*WHAT THE TASK REQUIRES*
In the records below, find the line with "before giving up." and the line with "vertical Markov order". Print both exactly, along with every line between them, and no other line.

[[ PROVIDED RECORDS, beginning ]]

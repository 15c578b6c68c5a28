//! A CKY parser for probabilistic context-free grammars.
//!
//! Training trees are binarized and Markov-annotated with [`annotations::annotate_tree`], rule
//! and emission probabilities are estimated from them, and sentences are parsed by filling a
//! [`Chart`] bottom-up and following backpointers from the root constituent.
//!
//! ```
//! # use cky_pcfg_parser::{Parser, ParsingConfig, grammars::TOY_TREEBANK, trees::Tree};
//! let treebank = Tree::parse_many(TOY_TREEBANK)?;
//! let parser = Parser::train(&treebank, ParsingConfig::default())?;
//! let tree = parser.parse(&["the", "dog", "saw", "a", "cat", "."])?.unwrap();
//! assert_eq!(
//!     tree.to_string(),
//!     "(ROOT (S (NP (DT the) (NN dog)) (VP (VBD saw) (NP (DT a) (NN cat))) (. .)))"
//! );
//! # Ok::<(), cky_pcfg_parser::ParsingError>(())
//! ```
use logprob::LogProb;
use thiserror::Error;
use tracing::debug;

use annotations::{Markovization, annotate_tree, unannotate_tree};
use grammar::{Grammar, RuleSet};
use lexicon::{Lexicon, TreebankLexicon};
use parsing::CkyEngine;
use tree_building::build_tree;
use trees::Tree;

pub use parsing::chart::{Backpointer, Chart, Constituent, DerivationEntry};

///The label of the constituent a full parse must be rooted in, unless configured otherwise.
pub const DEFAULT_ROOT_LABEL: &str = "ROOT";

///How many rounds of unary promotion a single span may take before giving up.
pub const DEFAULT_MAX_UNARY_ROUNDS: usize = 256;

#[derive(Debug, Error, Clone, PartialEq)]
pub enum ParsingError {
    #[error("{0} is not a valid probability")]
    InvalidProbability(f64),
    #[error("A vertical Markov order of {vertical} is invalid, it must be at least 1")]
    InvalidMarkovization { vertical: usize },
    #[error("Unary closure over {start}..{end} did not converge after {rounds} rounds")]
    UnaryClosureDiverged {
        start: usize,
        end: usize,
        rounds: usize,
    },
    #[error("Malformed tree: {0}")]
    MalformedTree(String),
    #[error("Cannot train on an empty treebank")]
    EmptyTreebank,
}

///Which side of a binary rule a child sits on.
#[derive(Debug, Copy, Clone, PartialEq, Eq, PartialOrd, Ord, Hash)]
pub enum Direction {
    Left,
    Right,
}

#[derive(Debug, Clone, PartialEq, Eq)]
pub struct ParsingConfig {
    pub root_label: String,
    pub markovization: Markovization,
    pub max_unary_rounds: usize,
}

impl ParsingConfig {
    pub fn new(root_label: impl Into<String>, markovization: Markovization) -> Self {
        ParsingConfig {
            root_label: root_label.into(),
            markovization,
            max_unary_rounds: DEFAULT_MAX_UNARY_ROUNDS,
        }
    }

    pub fn with_max_unary_rounds(mut self, max_unary_rounds: usize) -> Self {
        self.max_unary_rounds = max_unary_rounds;
        self
    }
}

impl Default for ParsingConfig {
    fn default() -> Self {
        ParsingConfig::new(DEFAULT_ROOT_LABEL, Markovization::default())
    }
}

///Converts a raw probability to log space, rejecting anything outside of `[0, 1]`.
pub(crate) fn log_prob_of(p: f64) -> Result<LogProb<f64>, ParsingError> {
    if !(0.0..=1.0).contains(&p) {
        return Err(ParsingError::InvalidProbability(p));
    }
    LogProb::from_raw_prob(p).map_err(|_| ParsingError::InvalidProbability(p))
}

///A parser over a fixed grammar and lexicon. Both are only ever read, so a single parser can be
///shared between threads and used to parse many sentences at once.
#[derive(Debug, Clone)]
pub struct Parser<G, L> {
    grammar: G,
    lexicon: L,
    config: ParsingConfig,
}

impl<G: Grammar, L: Lexicon> Parser<G, L> {
    pub fn new(grammar: G, lexicon: L, config: ParsingConfig) -> Self {
        Parser {
            grammar,
            lexicon,
            config,
        }
    }

    pub fn grammar(&self) -> &G {
        &self.grammar
    }

    pub fn lexicon(&self) -> &L {
        &self.lexicon
    }

    pub fn config(&self) -> &ParsingConfig {
        &self.config
    }

    ///Fills a fresh chart for `sentence`.
    pub fn fill_chart(&self, sentence: &[&str]) -> Result<Chart, ParsingError> {
        CkyEngine::new(&self.grammar, &self.lexicon, &self.config).fill(sentence)
    }

    ///Finds the most probable tree rooted in the configured root label along with its log
    ///probability, or [`None`] if the sentence has no such parse.
    pub fn parse_with_score(
        &self,
        sentence: &[&str],
    ) -> Result<Option<(Tree, LogProb<f64>)>, ParsingError> {
        let chart = self.fill_chart(sentence)?;
        debug!(
            words = sentence.len(),
            entries = chart.len(),
            "Filled chart"
        );

        let root = Constituent::new(self.config.root_label.as_str(), 0, sentence.len());
        let Some(log_prob) = chart.log_prob(&root) else {
            debug!(words = sentence.len(), "No parse");
            return Ok(None);
        };

        let derivation = build_tree(&chart, &root);
        debug!(log_prob = log_prob.into_inner(), "Found parse");
        Ok(Some((unannotate_tree(&derivation), log_prob)))
    }

    ///Finds the most probable tree rooted in the configured root label, or [`None`] if the
    ///sentence has no such parse.
    pub fn parse(&self, sentence: &[&str]) -> Result<Option<Tree>, ParsingError> {
        Ok(self.parse_with_score(sentence)?.map(|(tree, _)| tree))
    }
}

impl Parser<RuleSet, TreebankLexicon> {
    ///Annotates `trees` according to `config` and estimates a grammar and lexicon from them.
    pub fn train(trees: &[Tree], config: ParsingConfig) -> Result<Self, ParsingError> {
        if trees.is_empty() {
            return Err(ParsingError::EmptyTreebank);
        }
        let annotated = trees
            .iter()
            .map(|tree| annotate_tree(tree, &config.markovization))
            .collect::<Result<Vec<_>, _>>()?;

        let grammar = RuleSet::from_trees(&annotated)?;
        let lexicon = TreebankLexicon::from_trees(&annotated);
        debug!(
            trees = trees.len(),
            unary_rules = grammar.n_unary_rules(),
            binary_rules = grammar.n_binary_rules(),
            tags = lexicon.all_tags().len(),
            "Trained parser"
        );
        Ok(Parser::new(grammar, lexicon, config))
    }
}

pub mod annotations;
pub mod grammar;
pub mod grammars;
pub mod lexicon;
mod parsing;
pub mod tree_building;
pub mod trees;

[[ PROVIDED RECORDS, end ]]

*ANSWER FOR THE TASK*
///How many rounds of unary promotion a single span may take before giving up.
pub const DEFAULT_MAX_UNARY_ROUNDS: usize = 256;

#[derive(Debug, Error, Clone, PartialEq)]
pub enum ParsingError {
    #[error("{0} is not a valid probability")]
    InvalidProbability(f64),
    #[error("A vertical Markov order of {vertical} is invalid, it must be at least 1")]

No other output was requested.